8. O artigo 1.° desta directiva dispõe:

«1. Os Estados‑Membros tomarão as medidas necessárias para garantir que, no que se refere aos processos de adjudicação abrangidos pelo âmbito de aplicação das Directivas 71/305/CEE, 77/62/CEE e 92/50/CEE [...], as medidas necessárias para garantir que as decisões tomadas pelas entidades adjudicantes possam ser objecto de recursos eficazes e, sobretudo, tão rápidos quanto possível, nas condições previstas nos artigos seguintes e, nomeadamente, no n.° 7 do artigo 2.°, com o fundamento de que essas decisões tenham violado o direito comunitário em matéria de contratos públicos ou as regras nacionais que transpõem esse direito.

[...]

3. Os Estados‑Membros garantirão que os processos de recurso sejam acessíveis, de acordo com as regras que os Estados‑Membros podem determinar, pelo menos a qualquer pessoa que esteja ou tenha estado interessada em obter um determinado contrato de fornecimento público ou de obras públicas e que tenha sido ou possa vir a ser lesada por uma alegada violação.

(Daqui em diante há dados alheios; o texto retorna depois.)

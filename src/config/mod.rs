use once_cell::sync::Lazy;
use serde::{Deserialize, Serialize};
use std::env;

#[derive(Debug, Clone, Serialize, Deserialize)]
pub struct AppConfig {
    pub environment: Environment,
    pub database: DatabaseConfig,
    pub api: ApiConfig,
    pub security: SecurityConfig,
    pub media: MediaConfig,
    pub notification: NotificationConfig,
}

#[derive(Debug, Clone, Copy, PartialEq, Eq, Serialize, Deserialize)]
pub enum Environment {
    Development,
    Staging,
    Production,
}

#[derive(Debug, Clone, Serialize, Deserialize)]
pub struct DatabaseConfig {
    /// Postgres URL; without one the server runs on the in-memory store
    pub url: Option<String>,
    pub max_connections: u32,
    pub connection_timeout: u64,
}

#[derive(Debug, Clone, Serialize, Deserialize)]
pub struct ApiConfig {
    pub port: u16,
    pub enable_request_logging: bool,
    pub max_request_size_bytes: usize,
}

#[derive(Debug, Clone, Serialize, Deserialize)]
pub struct SecurityConfig {
    /// HS256 secret shared with the token issuer
    #[serde(skip_serializing)]
    pub jwt_secret: String,
    pub enable_cors: bool,
    pub cors_origins: Vec<String>,
}

#[derive(Debug, Clone, Serialize, Deserialize)]
pub struct MediaConfig {
    pub root_dir: String,
    pub url_prefix: String,
}

#[derive(Debug, Clone, Serialize, Deserialize)]
pub struct NotificationConfig {
    pub channel_capacity: usize,
    pub sink_timeout_ms: u64,
}

impl AppConfig {
    pub fn from_env() -> Self {
        let environment = match env::var("APP_ENV").as_deref() {
            Ok("production") | Ok("prod") => Environment::Production,
            Ok("staging") | Ok("stage") => Environment::Staging,
            _ => Environment::Development,
        };

        // Set defaults based on environment, then override with specific env vars
        match environment {
            Environment::Production => Self::production(),
            Environment::Staging => Self::staging(),
            Environment::Development => Self::development(),
        }
        .with_env_overrides()
    }

    fn with_env_overrides(mut self) -> Self {
        // Database overrides
        if let Ok(v) = env::var("DATABASE_URL") {
            self.database.url = Some(v).filter(|url| !url.is_empty());
        }
        if let Ok(v) = env::var("DATABASE_MAX_CONNECTIONS") {
            self.database.max_connections = v.parse().unwrap_or(self.database.max_connections);
        }
        if let Ok(v) = env::var("DATABASE_CONNECTION_TIMEOUT") {
            self.database.connection_timeout = v.parse().unwrap_or(self.database.connection_timeout);
        }

        // API overrides
        if let Ok(v) = env::var("PORT") {
            self.api.port = v.parse().unwrap_or(self.api.port);
        }
        if let Ok(v) = env::var("API_ENABLE_REQUEST_LOGGING") {
            self.api.enable_request_logging = v.parse().unwrap_or(self.api.enable_request_logging);
        }
        if let Ok(v) = env::var("API_MAX_REQUEST_SIZE_BYTES") {
            self.api.max_request_size_bytes = v.parse().unwrap_or(self.api.max_request_size_bytes);
        }

        // Security overrides
        if let Ok(v) = env::var("JWT_SECRET") {
            self.security.jwt_secret = v;
        }
        if let Ok(v) = env::var("SECURITY_ENABLE_CORS") {
            self.security.enable_cors = v.parse().unwrap_or(self.security.enable_cors);
        }
        if let Ok(v) = env::var("SECURITY_CORS_ORIGINS") {
            self.security.cors_origins = v.split(',').map(|s| s.trim().to_string()).collect();
        }

        // Media overrides
        if let Ok(v) = env::var("MEDIA_ROOT_DIR") {
            self.media.root_dir = v;
        }
        if let Ok(v) = env::var("MEDIA_URL_PREFIX") {
            self.media.url_prefix = v;
        }

        // Notification overrides
        if let Ok(v) = env::var("NOTIFICATION_CHANNEL_CAPACITY") {
            self.notification.channel_capacity = v.parse().unwrap_or(self.notification.channel_capacity);
        }
        if let Ok(v) = env::var("NOTIFICATION_SINK_TIMEOUT_MS") {
            self.notification.sink_timeout_ms = v.parse().unwrap_or(self.notification.sink_timeout_ms);
        }

        self
    }

    fn development() -> Self {
        Self {
            environment: Environment::Development,
            database: DatabaseConfig {
                url: None,
                max_connections: 10,
                connection_timeout: 30,
            },
            api: ApiConfig {
                port: 8080,
                enable_request_logging: true,
                max_request_size_bytes: 50 * 1024 * 1024, // 50MB, video uploads
            },
            security: SecurityConfig {
                jwt_secret: "development-secret".to_string(),
                enable_cors: true,
                cors_origins: vec!["http://localhost:3000".to_string(), "http://localhost:5173".to_string()],
            },
            media: MediaConfig {
                root_dir: "./media".to_string(),
                url_prefix: "/media".to_string(),
            },
            notification: NotificationConfig {
                channel_capacity: 1024,
                sink_timeout_ms: 5000,
            },
        }
    }

    fn staging() -> Self {
        Self {
            environment: Environment::Staging,
            database: DatabaseConfig {
                url: None,
                max_connections: 20,
                connection_timeout: 10,
            },
            api: ApiConfig {
                port: 8080,
                enable_request_logging: true,
                max_request_size_bytes: 25 * 1024 * 1024, // 25MB
            },
            security: SecurityConfig {
                jwt_secret: String::new(),
                enable_cors: true,
                cors_origins: vec!["https://staging.example.com".to_string()],
            },
            media: MediaConfig {
                root_dir: "/var/lib/todo-share/media".to_string(),
                url_prefix: "/media".to_string(),
            },
            notification: NotificationConfig {
                channel_capacity: 4096,
                sink_timeout_ms: 5000,
            },
        }
    }

    fn production() -> Self {
        Self {
            environment: Environment::Production,
            database: DatabaseConfig {
                url: None,
                max_connections: 50,
                connection_timeout: 5,
            },
            api: ApiConfig {
                port: 8080,
                enable_request_logging: false,
                max_request_size_bytes: 25 * 1024 * 1024, // 25MB
            },
            security: SecurityConfig {
                jwt_secret: String::new(),
                enable_cors: true,
                cors_origins: vec!["https://app.example.com".to_string()],
            },
            media: MediaConfig {
                root_dir: "/var/lib/todo-share/media".to_string(),
                url_prefix: "/media".to_string(),
            },
            notification: NotificationConfig {
                channel_capacity: 8192,
                sink_timeout_ms: 2000,
            },
        }
    }
}

// Global singleton config - initialized once at startup
pub static CONFIG: Lazy<AppConfig> = Lazy::new(AppConfig::from_env);

// Convenience function for accessing config
pub fn config() -> &'static AppConfig {
    &CONFIG
}

#[macro_export]
macro_rules! is_production {
    () => {
        matches!($crate::config::CONFIG.environment, $crate::config::Environment::Production)
    };
}

#[cfg(test)]
mod tests {
    use super::*;

    #[test]
    fn test_default_development_config() {
        let config = AppConfig::development();
        assert!(config.database.url.is_none());
        assert!(!config.security.jwt_secret.is_empty());
        assert_eq!(config.media.url_prefix, "/media");
        assert_eq!(config.notification.sink_timeout_ms, 5000);
    }

    #[test]
    fn test_default_production_config() {
        let config = AppConfig::production();
        // Must come from JWT_SECRET
        assert!(config.security.jwt_secret.is_empty());
        assert!(!config.api.enable_request_logging);
        assert_eq!(config.database.max_connections, 50);
    }
}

Os Estados‑Membros podem em particular exigir que a pessoa que pretenda utilizar tal processo tenha informado previamente a entidade adjudicante da alegada violação e da sua intenção de interpor recurso.»

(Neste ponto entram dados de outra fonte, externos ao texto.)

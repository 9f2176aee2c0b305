use chrono::{DateTime, Utc};
use serde::{Deserialize, Serialize};
use sqlx::FromRow;
use uuid::Uuid;

/// Registered user. `display_name` doubles as the login handle and is unique.
#[derive(Debug, Clone, PartialEq, Eq, Serialize, Deserialize, FromRow)]
pub struct User {
    pub id: Uuid,
    pub display_name: String,
    pub created_at: DateTime<Utc>,
}

impl User {
    pub fn new(display_name: impl Into<String>) -> Self {
        Self {
            id: Uuid::new_v4(),
            display_name: display_name.into(),
            created_at: Utc::now(),
        }
    }
}
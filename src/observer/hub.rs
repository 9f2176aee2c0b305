//! In-process publish/subscribe sink.
//!
//! Every list id and user id is a topic. Subscribers hold a broadcast receiver
//! per topic; publishing to a topic nobody listens to is not an error. A topic
//! is dropped from the table once its last receiver is gone.

use std::collections::HashMap;
use std::sync::{RwLock, RwLockWriteGuard};

use async_trait::async_trait;
use serde::Serialize;
use serde_json::Value;
use tokio::sync::broadcast;
use uuid::Uuid;

use crate::observer::context::EventName;
use crate::observer::error::ObserverError;
use crate::observer::traits::NotificationSink;

/// Message received by topic subscribers
#[derive(Debug, Clone, PartialEq, Serialize)]
pub struct TopicMessage {
    pub topic: String,
    pub event: EventName,
    pub payload: Option<Value>,
}

#[derive(Debug)]
pub struct TopicHub {
    capacity: usize,
    topics: RwLock<HashMap<String, broadcast::Sender<TopicMessage>>>,
}

impl TopicHub {
    pub fn new(capacity: usize) -> Self {
        Self {
            capacity: capacity.max(1),
            topics: RwLock::new(HashMap::new()),
        }
    }

    /// Receive events published to a list
    pub fn join_group(&self, list_id: Uuid) -> broadcast::Receiver<TopicMessage> {
        self.subscribe(list_id.to_string())
    }

    /// Receive events addressed to a user
    pub fn subscribe_user(&self, user_id: Uuid) -> broadcast::Receiver<TopicMessage> {
        self.subscribe(user_id.to_string())
    }

    fn write_topics(&self) -> RwLockWriteGuard<'_, HashMap<String, broadcast::Sender<TopicMessage>>> {
        match self.topics.write() {
            Ok(guard) => guard,
            Err(poisoned) => poisoned.into_inner(),
        }
    }

    fn subscribe(&self, topic: String) -> broadcast::Receiver<TopicMessage> {
        let mut topics = self.write_topics();
        // Sweep topics whose receivers have all gone away
        topics.retain(|_, sender| sender.receiver_count() > 0);
        topics
            .entry(topic)
            .or_insert_with(|| broadcast::channel(self.capacity).0)
            .subscribe()
    }

    fn leave_if_idle(&self, topic: &str) {
        let mut topics = self.write_topics();
        // A subscriber may have joined since the failed send
        if topics.get(topic).is_some_and(|sender| sender.receiver_count() == 0) {
            topics.remove(topic);
            tracing::trace!("Dropped idle topic {}", topic);
        }
    }

    fn publish(&self, topic: &str, event: EventName, payload: Option<Value>) -> Result<(), ObserverError> {
        let delivered = {
            let topics = self
                .topics
                .read()
                .map_err(|_| ObserverError::SinkError("topic table poisoned".to_string()))?;
            let Some(sender) = topics.get(topic) else {
                tracing::trace!("No subscribers for {} on {}", event, topic);
                return Ok(());
            };
            let message = TopicMessage {
                topic: topic.to_string(),
                event,
                payload,
            };
            // A send error only means every receiver has gone away
            sender.send(message).is_ok()
        };
        if !delivered {
            self.leave_if_idle(topic);
        }
        Ok(())
    }
}

impl Default for TopicHub {
    fn default() -> Self {
        Self::new(64)
    }
}

#[async_trait]
impl NotificationSink for TopicHub {
    async fn notify_group(&self, group_id: &str, event: EventName, payload: Option<Value>) -> Result<(), ObserverError> {
        self.publish(group_id, event, payload)
    }

    async fn notify_user(&self, user_id: &str, event: EventName, payload: Option<Value>) -> Result<(), ObserverError> {
        self.publish(user_id, event, payload)
    }
}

9. O artigo 2.°, n.os 7 e 8, primeiro parágrafo, da Directiva 89/665 tem a seguinte redacção:

«7. Os Estados‑Membros garantirão que as decisões tomadas pelas instâncias responsáveis pelos processos de recurso possam ser executadas de modo eficaz.

8. Sempre que as instâncias responsáveis pelos processos de recurso não sejam de natureza jurisdicional, as suas decisões devem ser fundamentadas por escrito em todos os casos. Além disso, nesse caso, devem ser adoptadas disposições para garantir os processos através dos quais qualquer medida presumidamente ilegal tomada pela instância de base competente ou qualquer falta presumida no exercício dos poderes que lhe foram conferidos deva poder ser objecto de recurso jurisdicional ou de recurso junto de outra instância que seja um órgão jurisdicional na acepção do artigo [267.° TFUE] e que seja independente em relação à entidade adjudicante e à instância de base.»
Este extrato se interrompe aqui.